---- THE INPUT
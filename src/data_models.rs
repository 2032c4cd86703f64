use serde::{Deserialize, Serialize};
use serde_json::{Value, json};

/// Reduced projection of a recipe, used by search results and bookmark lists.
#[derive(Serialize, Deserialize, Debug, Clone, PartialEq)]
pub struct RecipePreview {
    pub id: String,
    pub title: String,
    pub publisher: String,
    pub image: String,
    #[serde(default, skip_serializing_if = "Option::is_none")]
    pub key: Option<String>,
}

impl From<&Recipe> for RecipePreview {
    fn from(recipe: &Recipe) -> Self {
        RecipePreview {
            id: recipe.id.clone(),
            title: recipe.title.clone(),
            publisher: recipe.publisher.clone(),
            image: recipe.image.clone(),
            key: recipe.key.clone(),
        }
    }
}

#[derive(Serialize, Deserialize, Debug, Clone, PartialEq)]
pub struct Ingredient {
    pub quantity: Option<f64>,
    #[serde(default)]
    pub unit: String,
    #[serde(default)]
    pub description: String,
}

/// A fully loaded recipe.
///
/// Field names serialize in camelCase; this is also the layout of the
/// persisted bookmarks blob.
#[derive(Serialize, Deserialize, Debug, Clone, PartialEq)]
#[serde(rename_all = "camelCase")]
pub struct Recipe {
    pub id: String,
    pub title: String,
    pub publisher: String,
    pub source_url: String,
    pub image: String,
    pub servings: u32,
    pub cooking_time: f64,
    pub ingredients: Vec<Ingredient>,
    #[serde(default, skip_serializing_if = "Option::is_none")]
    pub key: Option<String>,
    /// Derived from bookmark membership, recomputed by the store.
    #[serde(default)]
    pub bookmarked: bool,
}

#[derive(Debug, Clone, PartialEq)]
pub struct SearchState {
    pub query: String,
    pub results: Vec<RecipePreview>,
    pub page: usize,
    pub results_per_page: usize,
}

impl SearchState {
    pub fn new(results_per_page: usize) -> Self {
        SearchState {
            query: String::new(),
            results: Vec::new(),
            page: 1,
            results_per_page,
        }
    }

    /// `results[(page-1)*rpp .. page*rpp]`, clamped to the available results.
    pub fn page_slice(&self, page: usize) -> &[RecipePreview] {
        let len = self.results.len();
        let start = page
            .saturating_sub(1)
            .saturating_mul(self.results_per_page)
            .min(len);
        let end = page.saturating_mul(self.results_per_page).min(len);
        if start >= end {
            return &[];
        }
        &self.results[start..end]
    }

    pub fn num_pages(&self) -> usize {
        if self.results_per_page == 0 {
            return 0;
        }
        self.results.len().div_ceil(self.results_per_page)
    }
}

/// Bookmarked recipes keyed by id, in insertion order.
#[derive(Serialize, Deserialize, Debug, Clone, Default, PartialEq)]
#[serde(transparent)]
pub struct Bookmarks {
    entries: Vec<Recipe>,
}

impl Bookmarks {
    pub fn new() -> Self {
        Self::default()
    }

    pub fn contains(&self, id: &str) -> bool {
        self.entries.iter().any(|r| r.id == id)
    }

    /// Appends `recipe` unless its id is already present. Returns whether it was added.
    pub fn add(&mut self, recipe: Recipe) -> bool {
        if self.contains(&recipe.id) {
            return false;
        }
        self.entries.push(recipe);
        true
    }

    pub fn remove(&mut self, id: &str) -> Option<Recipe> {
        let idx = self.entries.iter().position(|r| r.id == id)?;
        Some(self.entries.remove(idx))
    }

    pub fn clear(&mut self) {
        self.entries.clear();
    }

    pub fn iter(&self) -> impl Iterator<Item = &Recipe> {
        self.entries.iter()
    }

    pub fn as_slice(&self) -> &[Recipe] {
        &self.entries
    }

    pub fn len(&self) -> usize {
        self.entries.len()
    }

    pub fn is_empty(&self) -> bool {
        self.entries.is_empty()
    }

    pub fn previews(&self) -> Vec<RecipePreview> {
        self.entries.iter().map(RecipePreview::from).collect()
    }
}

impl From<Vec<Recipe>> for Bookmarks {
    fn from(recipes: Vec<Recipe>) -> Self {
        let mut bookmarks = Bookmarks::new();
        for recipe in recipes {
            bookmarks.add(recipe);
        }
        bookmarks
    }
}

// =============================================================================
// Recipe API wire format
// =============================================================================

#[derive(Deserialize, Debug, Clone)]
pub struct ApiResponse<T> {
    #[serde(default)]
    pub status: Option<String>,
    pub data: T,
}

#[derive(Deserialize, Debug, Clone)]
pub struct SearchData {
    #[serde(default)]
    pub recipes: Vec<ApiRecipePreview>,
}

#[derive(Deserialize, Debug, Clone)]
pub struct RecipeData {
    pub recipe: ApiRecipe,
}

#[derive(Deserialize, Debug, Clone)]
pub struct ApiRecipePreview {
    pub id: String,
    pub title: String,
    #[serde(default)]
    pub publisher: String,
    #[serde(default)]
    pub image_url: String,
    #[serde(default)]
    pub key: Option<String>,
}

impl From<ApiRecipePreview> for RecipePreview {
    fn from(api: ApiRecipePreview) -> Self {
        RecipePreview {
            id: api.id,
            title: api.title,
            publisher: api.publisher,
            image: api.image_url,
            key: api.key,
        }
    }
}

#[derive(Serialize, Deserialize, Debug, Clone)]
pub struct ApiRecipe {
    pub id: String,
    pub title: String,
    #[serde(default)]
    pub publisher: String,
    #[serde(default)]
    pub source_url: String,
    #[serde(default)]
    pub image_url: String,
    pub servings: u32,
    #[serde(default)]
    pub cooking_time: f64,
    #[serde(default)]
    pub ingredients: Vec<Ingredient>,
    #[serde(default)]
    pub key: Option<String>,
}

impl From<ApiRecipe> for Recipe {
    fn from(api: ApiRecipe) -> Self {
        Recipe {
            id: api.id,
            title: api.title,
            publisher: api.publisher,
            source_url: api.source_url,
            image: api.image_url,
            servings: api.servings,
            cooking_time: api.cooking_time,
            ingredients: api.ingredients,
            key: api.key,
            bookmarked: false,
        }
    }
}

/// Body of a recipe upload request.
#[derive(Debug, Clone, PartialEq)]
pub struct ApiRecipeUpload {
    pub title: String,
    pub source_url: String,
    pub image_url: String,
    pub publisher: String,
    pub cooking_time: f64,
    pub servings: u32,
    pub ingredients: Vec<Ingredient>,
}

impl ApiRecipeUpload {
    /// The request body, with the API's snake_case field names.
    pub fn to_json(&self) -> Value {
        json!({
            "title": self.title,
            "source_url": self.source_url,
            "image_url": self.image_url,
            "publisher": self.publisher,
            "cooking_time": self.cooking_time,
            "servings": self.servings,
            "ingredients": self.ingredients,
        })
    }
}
--------
---- THE INPUT
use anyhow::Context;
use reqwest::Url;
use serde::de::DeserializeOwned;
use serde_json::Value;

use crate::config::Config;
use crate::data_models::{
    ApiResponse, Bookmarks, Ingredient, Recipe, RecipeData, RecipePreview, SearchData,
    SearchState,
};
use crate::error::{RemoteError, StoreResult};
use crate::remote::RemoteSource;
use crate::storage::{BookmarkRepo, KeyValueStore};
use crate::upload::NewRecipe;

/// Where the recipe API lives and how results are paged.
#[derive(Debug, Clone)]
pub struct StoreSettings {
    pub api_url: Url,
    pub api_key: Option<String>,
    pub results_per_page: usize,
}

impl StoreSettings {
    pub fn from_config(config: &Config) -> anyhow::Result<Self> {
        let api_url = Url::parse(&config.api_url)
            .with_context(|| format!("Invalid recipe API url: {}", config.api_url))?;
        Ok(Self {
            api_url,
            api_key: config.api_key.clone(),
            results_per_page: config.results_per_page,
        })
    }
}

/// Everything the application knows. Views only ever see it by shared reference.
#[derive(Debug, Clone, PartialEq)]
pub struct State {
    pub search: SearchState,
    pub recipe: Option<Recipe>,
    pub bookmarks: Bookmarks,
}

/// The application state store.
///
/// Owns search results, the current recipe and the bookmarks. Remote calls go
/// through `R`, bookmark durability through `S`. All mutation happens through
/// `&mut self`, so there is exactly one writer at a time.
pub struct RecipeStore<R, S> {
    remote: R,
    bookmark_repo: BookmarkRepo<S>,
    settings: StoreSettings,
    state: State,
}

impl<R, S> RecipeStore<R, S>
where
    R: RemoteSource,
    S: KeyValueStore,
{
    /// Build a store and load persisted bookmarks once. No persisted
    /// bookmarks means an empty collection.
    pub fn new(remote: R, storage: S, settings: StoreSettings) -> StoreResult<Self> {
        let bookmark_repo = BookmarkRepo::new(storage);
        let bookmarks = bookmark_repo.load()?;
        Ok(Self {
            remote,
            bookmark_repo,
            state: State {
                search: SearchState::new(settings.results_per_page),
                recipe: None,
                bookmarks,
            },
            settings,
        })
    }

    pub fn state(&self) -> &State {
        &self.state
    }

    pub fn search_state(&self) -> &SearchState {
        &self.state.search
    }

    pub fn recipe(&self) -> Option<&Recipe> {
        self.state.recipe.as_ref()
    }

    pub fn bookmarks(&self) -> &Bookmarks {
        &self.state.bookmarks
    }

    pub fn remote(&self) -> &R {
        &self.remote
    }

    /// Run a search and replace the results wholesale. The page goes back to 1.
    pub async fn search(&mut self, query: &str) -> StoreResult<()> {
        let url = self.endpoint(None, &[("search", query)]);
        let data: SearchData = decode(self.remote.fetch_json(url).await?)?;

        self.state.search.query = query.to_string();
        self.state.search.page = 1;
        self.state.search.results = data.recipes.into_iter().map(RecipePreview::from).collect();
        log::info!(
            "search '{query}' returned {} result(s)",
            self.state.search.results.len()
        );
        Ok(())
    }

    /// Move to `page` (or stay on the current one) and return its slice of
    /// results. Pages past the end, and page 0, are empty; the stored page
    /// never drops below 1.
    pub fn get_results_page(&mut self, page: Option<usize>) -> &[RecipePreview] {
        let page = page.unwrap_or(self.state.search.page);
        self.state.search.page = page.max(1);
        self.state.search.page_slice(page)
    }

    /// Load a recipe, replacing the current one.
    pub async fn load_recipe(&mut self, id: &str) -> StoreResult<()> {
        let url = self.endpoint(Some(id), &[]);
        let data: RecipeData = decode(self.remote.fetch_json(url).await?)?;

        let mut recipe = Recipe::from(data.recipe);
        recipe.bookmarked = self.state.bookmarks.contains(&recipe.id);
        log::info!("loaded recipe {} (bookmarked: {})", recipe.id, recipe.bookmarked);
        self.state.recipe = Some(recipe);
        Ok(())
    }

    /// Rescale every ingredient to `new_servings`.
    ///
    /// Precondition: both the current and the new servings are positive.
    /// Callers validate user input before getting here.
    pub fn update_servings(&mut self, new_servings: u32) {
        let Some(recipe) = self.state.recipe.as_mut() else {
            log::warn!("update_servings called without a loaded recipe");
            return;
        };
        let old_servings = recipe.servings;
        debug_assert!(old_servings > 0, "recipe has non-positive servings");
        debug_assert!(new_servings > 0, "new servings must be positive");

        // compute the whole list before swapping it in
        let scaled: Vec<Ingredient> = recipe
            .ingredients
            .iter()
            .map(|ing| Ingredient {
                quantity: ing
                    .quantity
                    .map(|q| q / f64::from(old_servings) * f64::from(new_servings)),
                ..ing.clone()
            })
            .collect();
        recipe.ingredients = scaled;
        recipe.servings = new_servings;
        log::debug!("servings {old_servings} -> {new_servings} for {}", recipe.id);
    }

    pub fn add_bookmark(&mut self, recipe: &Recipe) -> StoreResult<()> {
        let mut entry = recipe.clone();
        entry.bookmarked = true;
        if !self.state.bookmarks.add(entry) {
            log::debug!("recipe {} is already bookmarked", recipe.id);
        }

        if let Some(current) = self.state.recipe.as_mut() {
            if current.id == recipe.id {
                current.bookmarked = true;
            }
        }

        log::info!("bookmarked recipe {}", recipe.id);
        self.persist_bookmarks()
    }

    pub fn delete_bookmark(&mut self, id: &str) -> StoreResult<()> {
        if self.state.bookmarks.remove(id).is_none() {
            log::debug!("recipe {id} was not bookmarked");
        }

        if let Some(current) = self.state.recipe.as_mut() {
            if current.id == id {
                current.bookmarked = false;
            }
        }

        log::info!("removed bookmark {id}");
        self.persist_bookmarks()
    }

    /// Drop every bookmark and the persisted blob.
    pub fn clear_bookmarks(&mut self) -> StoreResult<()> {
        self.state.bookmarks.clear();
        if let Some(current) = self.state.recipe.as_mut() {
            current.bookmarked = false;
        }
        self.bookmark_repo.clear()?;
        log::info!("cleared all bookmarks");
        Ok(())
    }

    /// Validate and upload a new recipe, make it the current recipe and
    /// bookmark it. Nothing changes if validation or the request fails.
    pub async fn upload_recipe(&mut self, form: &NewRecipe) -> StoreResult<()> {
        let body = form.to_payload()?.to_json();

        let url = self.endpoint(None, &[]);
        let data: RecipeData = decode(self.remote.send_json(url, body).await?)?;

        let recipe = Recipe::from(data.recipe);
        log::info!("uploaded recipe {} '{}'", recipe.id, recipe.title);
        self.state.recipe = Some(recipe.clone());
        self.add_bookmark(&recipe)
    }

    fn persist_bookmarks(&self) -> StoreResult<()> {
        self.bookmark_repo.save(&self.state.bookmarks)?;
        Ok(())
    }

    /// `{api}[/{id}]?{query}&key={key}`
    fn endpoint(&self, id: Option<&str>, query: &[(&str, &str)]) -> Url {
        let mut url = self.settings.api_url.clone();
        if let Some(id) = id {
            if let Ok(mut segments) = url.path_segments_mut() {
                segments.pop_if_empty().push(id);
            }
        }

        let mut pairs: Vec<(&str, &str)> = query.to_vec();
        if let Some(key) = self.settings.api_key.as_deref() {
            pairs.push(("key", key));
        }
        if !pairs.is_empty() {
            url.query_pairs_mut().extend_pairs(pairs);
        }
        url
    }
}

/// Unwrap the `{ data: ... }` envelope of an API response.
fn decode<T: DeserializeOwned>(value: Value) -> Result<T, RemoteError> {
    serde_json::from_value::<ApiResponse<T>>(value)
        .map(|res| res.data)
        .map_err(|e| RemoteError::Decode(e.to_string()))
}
--------
A single figure is required: the number of lines above in which the string "endpoint" appears.

4